Pandemide Tarlada Olmak
Gonca Tokyol — Gazeteci. Farklı yerli ve yabancı yayınlarda muhabir, editör ve yönetici görev yaptı, 2020 yılı başından bu yana bağımsız gazeteci olarak çalışıyor. Dedesinin tarlasından çıkan biçerdöverlerinin nereye gittiğini merak ettiği zamanlarda sorduğu soruların cevabını gazeteci olarak da merak etmeye devam etti. Project Zoom’un desteğiyle, foto muhabir Osman Örsal’la birlikte uzun süredir akıllarında olan Proje Ref’i başlattılar. Proje Ref’te Türkiye’de tarımın mevcut durumunun şablonunu çizmek ve sürdürülebilirlik, iklim krizi ile toplumsal cinsiyet eşitliği başlıklarında yeni tartışma zeminleri oluşturmayı hedefliyorlar.
Osman Örsal — Gazeteci. Uzun yıllar AP ve Reuters gibi ajanslarda foto muhabir olarak çalıştı, son 2 yıldır bağımsız projeler yürütüyor ve foto muhabirlik yapmaya devam ediyor. Proje Ref’in görsel içeriğini üretiyor ve yönetiyor.
“Var tabii hastalananlar, olmaz mı. Söylemez ama insanlar, kaldığın yerde tepki görürsün çünkü. Bir kişi hastalansa herkesi karantinaya alırlar, kimse çalışamaz, para da olmaz.

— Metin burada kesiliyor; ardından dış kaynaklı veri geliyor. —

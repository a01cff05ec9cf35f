pub mod insight;
pub mod record;
//! Band planning: slices a tall bitmap into page-sized horizontal bands.
//!
//! # Rules
//! - The page pixel height is derived once from the bitmap width and the physical
//!   page aspect ratio, then reused for every band.
//! - Bands start at 0, p, 2p, … while the offset is still inside the bitmap.
//! - Every band is exactly p tall except the last, which takes the remainder.
//! - A bitmap no taller than one page yields exactly one band.
//!
//! A band boundary may cut through a line of text. That is expected: the surface is
//! rasterized whole and then sliced.

use serde::{Deserialize, Serialize};

/// Physical page size in millimetres.
#[derive(Debug, Clone, Copy, PartialEq, Serialize, Deserialize)]
pub struct PageSize {
    pub width_mm: f32,
    pub height_mm: f32,
}

impl PageSize {
    /// ISO A4 portrait.
    pub const A4: PageSize = PageSize {
        width_mm: 210.0,
        height_mm: 297.0,
    };

    const MM_PER_INCH: f32 = 25.4;
    const POINTS_PER_INCH: f32 = 72.0;

    pub fn width_pt(&self) -> f32 {
        self.width_mm / Self::MM_PER_INCH * Self::POINTS_PER_INCH
    }

    pub fn height_pt(&self) -> f32 {
        self.height_mm / Self::MM_PER_INCH * Self::POINTS_PER_INCH
    }
}

impl Default for PageSize {
    fn default() -> Self {
        Self::A4
    }
}

/// One horizontal slice of the rasterized surface.
#[derive(Debug, Clone, Copy, PartialEq, Eq, Serialize)]
pub struct Band {
    pub index: usize,
    /// Top offset in bitmap pixels.
    pub y: u32,
    pub height: u32,
}

/// Bitmap pixels one page can hold at the given bitmap width (at least 1).
pub fn page_pixel_height(bitmap_width: u32, page: PageSize) -> u32 {
    let px = (bitmap_width as f64 * page.height_mm as f64 / page.width_mm as f64).round();
    (px as u32).max(1)
}

/// Plans the bands for a bitmap `bitmap_height` pixels tall.
pub fn plan_bands(bitmap_height: u32, page_px: u32) -> Vec<Band> {
    let page_px = page_px.max(1);
    let mut bands = Vec::new();
    let mut offset = 0u32;
    while offset < bitmap_height {
        let height = page_px.min(bitmap_height - offset);
        bands.push(Band {
            index: bands.len(),
            y: offset,
            height,
        });
        offset = offset.saturating_add(page_px);
    }
    bands
}

#[cfg(test)]
mod tests {
    use super::*;

    #[test]
    fn test_a4_page_pixel_height() {
        // 800 px surface at 2x scale.
        assert_eq!(page_pixel_height(1600, PageSize::A4), 2263);
        assert_eq!(page_pixel_height(210, PageSize::A4), 297);
        assert_eq!(page_pixel_height(0, PageSize::A4), 1);
    }

    #[test]
    fn test_a4_points() {
        let a4 = PageSize::A4;
        assert!((a4.width_pt() - 595.28).abs() < 0.01);
        assert!((a4.height_pt() - 841.89).abs() < 0.01);
    }

    #[test]
    fn test_shorter_than_page_is_one_band() {
        let bands = plan_bands(500, 2263);
        assert_eq!(bands, vec![Band { index: 0, y: 0, height: 500 }]);
    }

    #[test]
    fn test_exactly_one_page_has_no_trailing_blank() {
        let bands = plan_bands(2263, 2263);
        assert_eq!(bands.len(), 1);
        assert_eq!(bands[0].height, 2263);
    }

    #[test]
    fn test_k_pages_plus_remainder() {
        let p = 1000;
        for k in 1..5u32 {
            let r = 337;
            let bands = plan_bands(k * p + r, p);
            assert_eq!(bands.len(), (k + 1) as usize);
            assert!(bands[..k as usize].iter().all(|b| b.height == p));
            assert_eq!(bands.last().unwrap().height, r);
        }
    }

    #[test]
    fn test_three_point_four_pages_yields_four() {
        let p = page_pixel_height(1600, PageSize::A4);
        let height = (p as f64 * 3.4).round() as u32;
        let bands = plan_bands(height, p);
        assert_eq!(bands.len(), 4);
        assert!(bands.iter().all(|b| b.height > 0));
    }

    #[test]
    fn test_bands_tile_the_bitmap_exactly() {
        for height in [1u32, 999, 1000, 1001, 4321, 10_000] {
            let bands = plan_bands(height, 1000);
            let sum: u32 = bands.iter().map(|b| b.height).sum();
            assert_eq!(sum, height);
            for pair in bands.windows(2) {
                assert_eq!(pair[0].y + pair[0].height, pair[1].y);
            }
        }
    }

    #[test]
    fn test_empty_bitmap_has_no_bands() {
        assert!(plan_bands(0, 1000).is_empty());
    }
}
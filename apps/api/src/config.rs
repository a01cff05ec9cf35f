use std::path::PathBuf;
use std::time::Duration;

use anyhow::{Context, Result};

/// Application configuration loaded from environment variables.
/// Startup fails if required variables are missing.
#[derive(Debug, Clone)]
pub struct Config {
    pub gemini_api_key: String,
    pub port: u16,
    pub rust_log: String,
    /// Oversampling factor for export rasterization.
    pub export_scale: f32,
    pub export_jpeg_quality: u8,
    /// Extra font files for rasterization, on top of system fonts.
    pub font_dir: Option<PathBuf>,
    /// When set, every exported PDF is also written here.
    pub export_archive_dir: Option<PathBuf>,
    /// Sessions idle for longer than this are dropped.
    pub session_ttl: Duration,
}

impl Config {
    pub fn from_env() -> Result<Self> {
        dotenvy::dotenv().ok(); // load .env if present; ignore if missing

        let export_scale = std::env::var("EXPORT_SCALE")
            .unwrap_or_else(|_| "2.0".to_string())
            .parse::<f32>()
            .context("EXPORT_SCALE must be a number")?;
        if !(export_scale.is_finite() && export_scale > 0.0) {
            anyhow::bail!("EXPORT_SCALE must be positive, got {export_scale}");
        }

        let export_jpeg_quality = std::env::var("EXPORT_JPEG_QUALITY")
            .unwrap_or_else(|_| "100".to_string())
            .parse::<u32>()
            .context("EXPORT_JPEG_QUALITY must be an integer")?
            .clamp(1, 100) as u8;

        let session_ttl_secs = std::env::var("SESSION_TTL_SECS")
            .unwrap_or_else(|_| "7200".to_string())
            .parse::<u64>()
            .context("SESSION_TTL_SECS must be a whole number of seconds")?;
        if session_ttl_secs == 0 {
            anyhow::bail!("SESSION_TTL_SECS must be positive");
        }

        Ok(Config {
            gemini_api_key: require_env("GEMINI_API_KEY")?,
            port: std::env::var("PORT")
                .unwrap_or_else(|_| "8080".to_string())
                .parse::<u16>()
                .context("PORT must be a valid port number")?,
            rust_log: std::env::var("RUST_LOG").unwrap_or_else(|_| "info".to_string()),
            export_scale,
            export_jpeg_quality,
            font_dir: optional_path("FONT_DIR"),
            export_archive_dir: optional_path("EXPORT_ARCHIVE_DIR"),
            session_ttl: Duration::from_secs(session_ttl_secs),
        })
    }
}

fn require_env(key: &str) -> Result<String> {
    std::env::var(key).with_context(|| format!("Required environment variable '{key}' is not set"))
}

fn optional_path(key: &str) -> Option<PathBuf> {
    std::env::var(key)
        .ok()
        .filter(|v| !v.trim().is_empty())
        .map(PathBuf::from)
}

#[cfg(test)]
impl Config {
    /// Defaults used by handler tests; no environment access.
    pub fn for_tests() -> Self {
        Config {
            gemini_api_key: "test-key".to_string(),
            port: 0,
            rust_log: "debug".to_string(),
            export_scale: 2.0,
            export_jpeg_quality: 100,
            font_dir: None,
            export_archive_dir: None,
            session_ttl: Duration::from_secs(7200),
        }
    }
}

Saklıyor o yüzden insanlar.”
Adana’nın sıcağını görüp yemeğini yiyince, buradaki insanların gazetelerin üçüncü sayfalarına bu kadar çok çıkmalarına sebep olan ‘tezcanlılığını’ daha iyi anlıyorsunuz.
Sultan Abla, Doğankent’in biraz ilerisindeki ‘çadır mahallelerden’ birinde yaşıyor. 20 senedir mevsimlik işçi olarak Adana’da çalışıyorlar, neredeyse 15 yıldır da yaz kış, tarlaların arasından geçen su kanalının hemen kenarına kurdukları çadırdalar, memleketleri Siverek’e ya düğünlerde ya da cenazelerde gidiyorlar.
Birbirine komşu çadırlar arasında dolaşanların hiçbirinde maske yok. Tuvaletler çadırların kenarına kurulduğu toprak yolla sulama kanalı arasında kalan dar alanda duruyor, su ya da kanalizasyon yok. Evin tek suyu da zaten çadırın önündeki toprak alana idareten konmuş çeşmeden geliyor. Çadırın arkasında, kuru sazlardan yaktığı ateşin üzerinde ekmek pişiren Sultan Abla’nın bulaşıkları yıkadığı su da, arka komşusunun keçilere verdiği su da aynı idareten konmuş çeşmeden geliyor.
“İnsan hastalanmaktan korkar burada” diyor Sultan Abla. Herkes korkmaz mı zaten diyorum, “Yok” diye cevap veriyor: “Sen şimdi mesela İstanbul’da hastalansan, -aman hastalanma da, evde girer yatarsın, gerekirse hastaneye gidersin. Evde akan suyun olur, üşürsen kaloriferi yakarsın. Burada hastalansa aç kalır insan. Herkes günlük yaşıyor, çalışacaksın ki para gelsin. Un yok, yağ yok, şeker yok. 15 gün evde tutamazsın kimseyi, çalışmazlarsa aç kalırlar.”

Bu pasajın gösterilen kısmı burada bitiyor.